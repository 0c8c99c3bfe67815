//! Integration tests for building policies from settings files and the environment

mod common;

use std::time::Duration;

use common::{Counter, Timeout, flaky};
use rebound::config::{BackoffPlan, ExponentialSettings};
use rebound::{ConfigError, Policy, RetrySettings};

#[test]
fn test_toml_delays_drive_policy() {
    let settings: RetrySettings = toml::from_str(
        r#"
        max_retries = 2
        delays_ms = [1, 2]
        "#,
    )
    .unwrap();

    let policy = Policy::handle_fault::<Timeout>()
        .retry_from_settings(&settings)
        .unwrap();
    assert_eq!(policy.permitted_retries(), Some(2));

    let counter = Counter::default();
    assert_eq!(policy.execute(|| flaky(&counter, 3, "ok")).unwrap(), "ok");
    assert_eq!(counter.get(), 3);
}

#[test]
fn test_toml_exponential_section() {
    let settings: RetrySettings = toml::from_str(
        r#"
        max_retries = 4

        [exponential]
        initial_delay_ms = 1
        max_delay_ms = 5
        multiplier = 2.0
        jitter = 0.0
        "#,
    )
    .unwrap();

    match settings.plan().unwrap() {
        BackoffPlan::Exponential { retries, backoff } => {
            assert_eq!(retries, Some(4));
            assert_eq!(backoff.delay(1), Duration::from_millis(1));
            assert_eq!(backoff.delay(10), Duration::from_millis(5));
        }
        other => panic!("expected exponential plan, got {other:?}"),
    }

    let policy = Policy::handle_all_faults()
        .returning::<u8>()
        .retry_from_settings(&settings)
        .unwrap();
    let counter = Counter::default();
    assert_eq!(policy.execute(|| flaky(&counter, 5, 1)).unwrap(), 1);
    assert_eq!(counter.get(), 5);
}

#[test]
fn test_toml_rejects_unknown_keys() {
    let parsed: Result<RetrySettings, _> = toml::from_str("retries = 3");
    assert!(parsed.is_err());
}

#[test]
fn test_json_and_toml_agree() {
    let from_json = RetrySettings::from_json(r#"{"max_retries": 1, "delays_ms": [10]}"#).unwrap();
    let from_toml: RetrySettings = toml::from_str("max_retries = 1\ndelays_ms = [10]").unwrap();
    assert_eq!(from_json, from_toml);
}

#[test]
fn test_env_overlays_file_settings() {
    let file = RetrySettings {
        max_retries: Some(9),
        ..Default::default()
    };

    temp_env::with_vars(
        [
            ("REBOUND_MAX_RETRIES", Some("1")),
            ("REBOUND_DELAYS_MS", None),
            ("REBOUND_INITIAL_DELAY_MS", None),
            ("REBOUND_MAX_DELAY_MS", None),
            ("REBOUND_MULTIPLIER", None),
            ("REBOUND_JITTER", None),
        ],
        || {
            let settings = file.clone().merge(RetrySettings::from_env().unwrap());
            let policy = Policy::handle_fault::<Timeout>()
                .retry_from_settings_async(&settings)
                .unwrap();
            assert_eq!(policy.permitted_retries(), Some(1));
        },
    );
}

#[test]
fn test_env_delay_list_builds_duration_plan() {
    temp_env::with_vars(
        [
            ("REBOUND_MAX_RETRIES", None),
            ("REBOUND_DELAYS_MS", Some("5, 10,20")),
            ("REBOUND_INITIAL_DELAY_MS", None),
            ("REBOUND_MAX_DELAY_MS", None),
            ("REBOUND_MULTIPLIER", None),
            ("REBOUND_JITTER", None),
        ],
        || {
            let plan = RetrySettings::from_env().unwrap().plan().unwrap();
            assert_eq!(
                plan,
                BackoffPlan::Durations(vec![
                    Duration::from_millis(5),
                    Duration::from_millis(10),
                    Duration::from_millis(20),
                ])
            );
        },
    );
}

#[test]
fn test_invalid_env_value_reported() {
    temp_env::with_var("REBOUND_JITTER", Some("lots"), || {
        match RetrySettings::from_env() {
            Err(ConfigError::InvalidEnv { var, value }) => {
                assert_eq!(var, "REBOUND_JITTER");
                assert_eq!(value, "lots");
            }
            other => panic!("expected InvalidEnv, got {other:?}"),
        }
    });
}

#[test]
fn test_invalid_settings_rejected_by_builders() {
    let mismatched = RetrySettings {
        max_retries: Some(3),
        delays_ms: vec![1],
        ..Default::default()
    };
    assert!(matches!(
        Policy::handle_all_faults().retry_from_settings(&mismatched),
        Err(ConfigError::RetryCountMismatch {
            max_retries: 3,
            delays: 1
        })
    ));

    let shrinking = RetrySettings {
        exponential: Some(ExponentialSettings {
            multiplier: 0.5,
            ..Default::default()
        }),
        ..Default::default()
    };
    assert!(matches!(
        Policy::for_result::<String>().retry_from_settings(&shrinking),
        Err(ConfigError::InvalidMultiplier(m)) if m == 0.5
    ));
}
==
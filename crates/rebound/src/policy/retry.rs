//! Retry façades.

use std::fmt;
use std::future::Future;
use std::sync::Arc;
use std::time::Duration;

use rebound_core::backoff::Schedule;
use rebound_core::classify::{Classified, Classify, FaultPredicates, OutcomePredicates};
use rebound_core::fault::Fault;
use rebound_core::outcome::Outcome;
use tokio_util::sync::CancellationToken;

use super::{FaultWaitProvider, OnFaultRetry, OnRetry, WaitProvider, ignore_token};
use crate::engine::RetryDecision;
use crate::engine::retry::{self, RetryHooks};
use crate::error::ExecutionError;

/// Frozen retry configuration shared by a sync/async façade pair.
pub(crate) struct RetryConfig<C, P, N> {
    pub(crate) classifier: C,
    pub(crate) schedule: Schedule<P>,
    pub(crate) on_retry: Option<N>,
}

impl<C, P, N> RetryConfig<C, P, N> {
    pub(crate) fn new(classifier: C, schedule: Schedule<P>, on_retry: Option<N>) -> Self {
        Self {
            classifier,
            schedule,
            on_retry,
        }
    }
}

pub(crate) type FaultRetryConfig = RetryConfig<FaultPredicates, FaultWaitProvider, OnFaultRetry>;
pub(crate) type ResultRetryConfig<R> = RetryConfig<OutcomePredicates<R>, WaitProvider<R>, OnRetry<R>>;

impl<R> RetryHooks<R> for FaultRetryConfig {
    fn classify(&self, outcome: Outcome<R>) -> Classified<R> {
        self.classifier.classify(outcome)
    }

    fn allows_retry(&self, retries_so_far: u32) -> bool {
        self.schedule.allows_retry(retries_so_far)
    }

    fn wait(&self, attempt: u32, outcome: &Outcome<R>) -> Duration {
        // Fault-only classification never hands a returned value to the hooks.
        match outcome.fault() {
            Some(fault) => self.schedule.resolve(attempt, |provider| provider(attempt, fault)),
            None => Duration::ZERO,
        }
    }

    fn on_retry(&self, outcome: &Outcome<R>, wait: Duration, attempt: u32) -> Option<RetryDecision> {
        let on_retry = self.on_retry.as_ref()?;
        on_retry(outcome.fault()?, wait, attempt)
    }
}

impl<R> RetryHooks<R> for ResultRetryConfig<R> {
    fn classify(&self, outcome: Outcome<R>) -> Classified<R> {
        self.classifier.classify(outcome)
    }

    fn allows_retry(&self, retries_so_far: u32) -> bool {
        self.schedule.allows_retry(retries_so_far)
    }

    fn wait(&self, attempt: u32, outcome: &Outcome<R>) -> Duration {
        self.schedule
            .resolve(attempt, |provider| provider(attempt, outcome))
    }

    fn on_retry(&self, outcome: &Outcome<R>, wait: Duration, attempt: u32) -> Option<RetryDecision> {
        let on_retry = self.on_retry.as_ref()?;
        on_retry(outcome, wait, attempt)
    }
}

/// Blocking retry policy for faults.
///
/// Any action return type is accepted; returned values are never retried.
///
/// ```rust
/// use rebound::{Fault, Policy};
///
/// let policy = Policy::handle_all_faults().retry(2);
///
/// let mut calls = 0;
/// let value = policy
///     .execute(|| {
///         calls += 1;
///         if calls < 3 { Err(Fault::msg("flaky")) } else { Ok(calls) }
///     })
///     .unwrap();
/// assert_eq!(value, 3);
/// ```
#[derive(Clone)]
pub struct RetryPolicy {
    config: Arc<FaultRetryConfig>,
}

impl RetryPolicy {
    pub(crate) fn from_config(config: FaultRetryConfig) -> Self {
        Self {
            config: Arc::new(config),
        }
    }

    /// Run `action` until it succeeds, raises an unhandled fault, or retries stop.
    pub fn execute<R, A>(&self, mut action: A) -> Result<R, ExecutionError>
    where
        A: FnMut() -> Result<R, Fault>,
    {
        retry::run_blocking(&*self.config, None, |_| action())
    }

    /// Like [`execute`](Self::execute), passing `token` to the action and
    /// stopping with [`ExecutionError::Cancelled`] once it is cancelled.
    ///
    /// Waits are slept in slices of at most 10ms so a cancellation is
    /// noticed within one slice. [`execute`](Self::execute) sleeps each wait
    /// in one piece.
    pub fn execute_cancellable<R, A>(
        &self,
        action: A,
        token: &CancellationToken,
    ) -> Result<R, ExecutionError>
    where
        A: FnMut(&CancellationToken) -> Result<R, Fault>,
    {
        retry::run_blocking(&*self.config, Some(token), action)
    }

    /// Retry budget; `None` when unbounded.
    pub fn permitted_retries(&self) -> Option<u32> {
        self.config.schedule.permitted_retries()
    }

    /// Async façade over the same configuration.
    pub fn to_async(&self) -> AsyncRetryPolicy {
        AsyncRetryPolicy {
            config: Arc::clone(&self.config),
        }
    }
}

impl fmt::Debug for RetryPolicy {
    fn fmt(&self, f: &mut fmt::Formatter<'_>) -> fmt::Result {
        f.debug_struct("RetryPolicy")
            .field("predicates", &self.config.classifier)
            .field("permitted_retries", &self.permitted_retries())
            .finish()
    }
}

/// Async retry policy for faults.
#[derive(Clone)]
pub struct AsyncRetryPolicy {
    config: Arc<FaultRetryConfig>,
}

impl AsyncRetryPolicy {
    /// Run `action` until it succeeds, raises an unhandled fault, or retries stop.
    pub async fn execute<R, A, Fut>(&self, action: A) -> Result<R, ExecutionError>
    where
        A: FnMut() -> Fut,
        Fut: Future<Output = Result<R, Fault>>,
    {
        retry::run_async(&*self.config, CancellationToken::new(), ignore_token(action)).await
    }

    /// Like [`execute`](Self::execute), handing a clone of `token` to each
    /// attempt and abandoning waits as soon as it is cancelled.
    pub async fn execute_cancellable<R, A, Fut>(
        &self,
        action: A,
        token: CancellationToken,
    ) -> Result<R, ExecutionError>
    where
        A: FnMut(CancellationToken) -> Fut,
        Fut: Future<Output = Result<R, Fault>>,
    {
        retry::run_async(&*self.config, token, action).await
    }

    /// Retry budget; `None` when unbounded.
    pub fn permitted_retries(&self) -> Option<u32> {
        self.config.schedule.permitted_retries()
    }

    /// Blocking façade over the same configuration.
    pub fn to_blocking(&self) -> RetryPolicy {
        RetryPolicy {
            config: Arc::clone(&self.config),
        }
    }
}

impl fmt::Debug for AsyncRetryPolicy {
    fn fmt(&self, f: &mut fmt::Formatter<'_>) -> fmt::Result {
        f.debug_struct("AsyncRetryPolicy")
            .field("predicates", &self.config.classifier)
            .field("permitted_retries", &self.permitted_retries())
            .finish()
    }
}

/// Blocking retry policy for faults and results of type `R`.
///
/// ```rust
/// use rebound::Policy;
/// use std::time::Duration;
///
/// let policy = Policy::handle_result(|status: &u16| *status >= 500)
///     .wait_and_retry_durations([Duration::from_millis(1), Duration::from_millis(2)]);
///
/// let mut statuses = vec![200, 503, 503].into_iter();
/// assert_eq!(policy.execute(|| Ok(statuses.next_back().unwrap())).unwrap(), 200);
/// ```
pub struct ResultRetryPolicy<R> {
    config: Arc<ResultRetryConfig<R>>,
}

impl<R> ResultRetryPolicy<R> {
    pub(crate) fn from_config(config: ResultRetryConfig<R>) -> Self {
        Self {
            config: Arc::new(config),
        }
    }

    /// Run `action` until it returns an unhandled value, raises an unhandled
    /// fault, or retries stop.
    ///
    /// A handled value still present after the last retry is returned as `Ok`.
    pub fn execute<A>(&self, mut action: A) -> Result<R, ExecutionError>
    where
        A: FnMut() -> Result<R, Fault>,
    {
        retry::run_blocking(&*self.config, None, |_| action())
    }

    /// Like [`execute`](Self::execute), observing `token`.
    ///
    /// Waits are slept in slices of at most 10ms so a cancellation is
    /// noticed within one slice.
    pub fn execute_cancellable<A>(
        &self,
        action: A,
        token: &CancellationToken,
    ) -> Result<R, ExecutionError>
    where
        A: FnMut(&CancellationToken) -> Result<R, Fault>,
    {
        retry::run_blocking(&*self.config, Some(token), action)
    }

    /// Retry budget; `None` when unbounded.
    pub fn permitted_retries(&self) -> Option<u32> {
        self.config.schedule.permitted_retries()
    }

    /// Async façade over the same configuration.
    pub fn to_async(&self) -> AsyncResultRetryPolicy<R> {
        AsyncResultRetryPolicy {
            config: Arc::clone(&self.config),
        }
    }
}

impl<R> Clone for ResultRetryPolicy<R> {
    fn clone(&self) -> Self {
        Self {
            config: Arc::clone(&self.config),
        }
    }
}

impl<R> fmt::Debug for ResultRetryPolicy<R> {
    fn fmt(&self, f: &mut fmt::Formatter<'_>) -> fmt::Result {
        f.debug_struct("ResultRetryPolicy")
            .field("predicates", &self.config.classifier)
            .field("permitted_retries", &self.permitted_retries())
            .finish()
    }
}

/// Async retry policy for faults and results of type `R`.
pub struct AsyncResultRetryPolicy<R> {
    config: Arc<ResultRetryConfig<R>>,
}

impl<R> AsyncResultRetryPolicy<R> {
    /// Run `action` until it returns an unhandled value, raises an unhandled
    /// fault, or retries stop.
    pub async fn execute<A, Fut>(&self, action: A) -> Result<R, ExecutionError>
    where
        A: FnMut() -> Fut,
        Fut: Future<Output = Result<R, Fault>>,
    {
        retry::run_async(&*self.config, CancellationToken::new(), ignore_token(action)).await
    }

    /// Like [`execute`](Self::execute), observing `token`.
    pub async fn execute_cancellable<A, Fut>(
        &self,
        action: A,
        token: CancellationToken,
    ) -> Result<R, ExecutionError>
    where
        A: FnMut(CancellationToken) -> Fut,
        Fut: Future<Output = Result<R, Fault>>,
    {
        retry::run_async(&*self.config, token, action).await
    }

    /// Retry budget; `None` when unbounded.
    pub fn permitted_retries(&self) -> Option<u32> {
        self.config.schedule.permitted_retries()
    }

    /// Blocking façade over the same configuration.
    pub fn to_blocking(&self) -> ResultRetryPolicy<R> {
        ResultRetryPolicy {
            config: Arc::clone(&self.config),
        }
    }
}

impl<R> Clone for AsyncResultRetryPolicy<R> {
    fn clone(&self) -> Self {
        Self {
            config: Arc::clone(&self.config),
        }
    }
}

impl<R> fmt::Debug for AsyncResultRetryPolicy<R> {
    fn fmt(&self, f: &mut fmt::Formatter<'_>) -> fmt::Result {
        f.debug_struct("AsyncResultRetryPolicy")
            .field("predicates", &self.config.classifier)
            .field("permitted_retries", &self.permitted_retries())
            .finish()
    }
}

> **What you have to do**: Filter the records above down to the lines containing "noticed".

> **Written response**:
    /// noticed within one slice. [`execute`](Self::execute) sleeps each wait
    /// noticed within one slice.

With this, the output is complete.